# [Problem to solve]
Among the entries below, how many lines hold "Duration"? Reply with the number only.

Stored entries:
::::::::::

//! Request correlation.
//!
//! # Responsibilities
//! - Generate the short correlation id attached to every request
//! - Create the per-request span that carries it through all log events
//!
//! # Design Decisions
//! - Ids are the first 8 hex characters of a UUID v4: short enough to read
//!   in a log, unique enough for a proxy's in-flight set
//! - The id is the same value logged and returned in `X-Request-Id`

use std::net::SocketAddr;

use uuid::Uuid;

/// Length of a correlation id.
pub const CORRELATION_ID_LEN: usize = 8;

/// Fresh correlation id.
pub fn generate_correlation_id() -> String {
    let mut id = Uuid::new_v4().simple().to_string();
    id.truncate(CORRELATION_ID_LEN);
    id
}

/// Span wrapping all work done for one request.
pub fn request_span(request_id: &str, client: SocketAddr) -> tracing::Span {
    tracing::info_span!("request", request_id = %request_id, client = %client)
}

#[cfg(test)]
mod tests {
    use super::*;

    #[test]
    fn ids_are_short_hex_and_distinct() {
        let a = generate_correlation_id();
        let b = generate_correlation_id();
        assert_eq!(a.len(), CORRELATION_ID_LEN);
        assert!(a.chars().all(|c| c.is_ascii_hexdigit()));
        assert_ne!(a, b);
    }
}
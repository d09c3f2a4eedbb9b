//! Cool-down backoff for failed backends.

use std::time::Duration;

use crate::config::HealthConfig;

/// Linear, capped cool-down: each consecutive failure adds `base`, up to `cap`.
#[derive(Debug, Clone, Copy, PartialEq, Eq)]
pub struct CoolDownPolicy {
    base: Duration,
    cap: Duration,
}

impl CoolDownPolicy {
    pub fn new(base: Duration, cap: Duration) -> Self {
        Self { base, cap }
    }

    pub fn from_config(config: &HealthConfig) -> Self {
        Self::new(config.cool_down_base(), config.cool_down_cap())
    }

    /// Cool-down for a backend that has now failed `failures` times in a row.
    pub fn cool_down(&self, failures: u32) -> Duration {
        self.base.saturating_mul(failures).min(self.cap)
    }
}

impl Default for CoolDownPolicy {
    fn default() -> Self {
        Self::from_config(&HealthConfig::default())
    }
}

::::::::::

# [Solution below]
5